2D Model for C a 2 + $Ca^{2+}$ Dynamics Regulating I P 3 $IP_3$ , ATP and Insulin in A Pancreatic β $\beta$ -Cell

The regulation of insulin in pancreatic $\beta$-cells is dependent on changes in the cytoplasmic calcium concentration $\left({\left[{Ca}^{2+}\right]}_i\right)$. The well-balanced influx and efflux routes are required for insulin secretion. Therefore, this research presents a simplified yet valuable model for investigating calcium dynamics in a $\beta$-cell under 2D unsteady state conditions. The model integrates diffusion, reactions involving sources, excess buffers, and fluxes, including efflux through leak and SERCA mechanisms. Boundary and initial conditions are tailored to $\beta$-cell physiology. Numerical solutions are computed using the finite element method with co-axial circular elements, chosen for their effectiveness in discretizing the cell domain and improving accuracy.
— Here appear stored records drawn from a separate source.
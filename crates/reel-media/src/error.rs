//! Error types for media operations.

use std::path::PathBuf;
use thiserror::Error;

/// Result type for media operations.
pub type MediaResult<T> = Result<T, MediaError>;

/// Maximum number of stderr characters kept on a failed FFmpeg run.
pub const STDERR_TAIL_CHARS: usize = 2000;

/// Errors that can occur during media processing.
#[derive(Debug, Error)]
pub enum MediaError {
    #[error("FFmpeg not found: {0}")]
    FfmpegNotFound(String),

    #[error("FFprobe not found: {0}")]
    FfprobeNotFound(String),

    #[error("FFmpeg command failed: {message}{}", tail_suffix(.stderr_tail))]
    FfmpegFailed {
        message: String,
        stderr_tail: String,
        exit_code: Option<i32>,
    },

    #[error("FFprobe command failed: {message}")]
    FfprobeFailed { message: String },

    #[error("Download failed: {message}")]
    DownloadFailed { message: String },

    #[error("Unsupported source: {0}")]
    UnsupportedSource(String),

    #[error("File not found: {}", .0.display())]
    FileNotFound(PathBuf),

    #[error("No video sources resolved")]
    NoSources,

    #[error("Operation timed out after {0} seconds")]
    Timeout(u64),

    #[error("IO error: {0}")]
    Io(#[from] std::io::Error),

    #[error("JSON parse error: {0}")]
    JsonParse(#[from] serde_json::Error),

    #[error("Invalid video file: {0}")]
    InvalidVideo(String),
}

fn tail_suffix(tail: &str) -> String {
    if tail.is_empty() {
        String::new()
    } else {
        format!(": {}", tail)
    }
}

/// Keep only the last `max_chars` characters of process output.
pub fn stderr_tail(stderr: &str, max_chars: usize) -> String {
    let trimmed = stderr.trim_end();
    let count = trimmed.chars().count();
    if count <= max_chars {
        return trimmed.to_string();
    }
    trimmed.chars().skip(count - max_chars).collect()
}

impl MediaError {
    /// Create an FFmpeg failure error, truncating stderr to its tail.
    pub fn ffmpeg_failed(message: impl Into<String>, stderr: &str, exit_code: Option<i32>) -> Self {
        Self::FfmpegFailed {
            message: message.into(),
            stderr_tail: stderr_tail(stderr, STDERR_TAIL_CHARS),
            exit_code,
        }
    }

    /// Create an FFprobe failure error.
    pub fn ffprobe_failed(message: impl Into<String>) -> Self {
        Self::FfprobeFailed {
            message: message.into(),
        }
    }

    /// Create a download failure error.
    pub fn download_failed(message: impl Into<String>) -> Self {
        Self::DownloadFailed {
            message: message.into(),
        }
    }

    /// Whether this error came from a failed FFmpeg process (as opposed to
    /// a missing binary or an I/O problem).
    pub fn is_ffmpeg_failure(&self) -> bool {
        matches!(self, Self::FfmpegFailed { .. })
    }
}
This approach minimizes errors, enhancing predictive fidelity and capturing the intricate geometries and dynamics within $\beta$-cells. The model's findings highlight the influence of buffers and source influx on calcium regulation, and integrate temporal fluctuations in IP₃(Inositol 1,4,5-Trisphosphate) synthesis and degradation, Adenosine Triphosphate (ATP) generation, insulin release, and metabolic processes. Computational analysis suggests disruptions in cellular energy production and metabolite distribution may underlie conditions like metabolic syndrome and diabetes. This study contributes to a deeper understanding of $\beta$-cell biology, potentially informing therapeutic strategies for related disorders.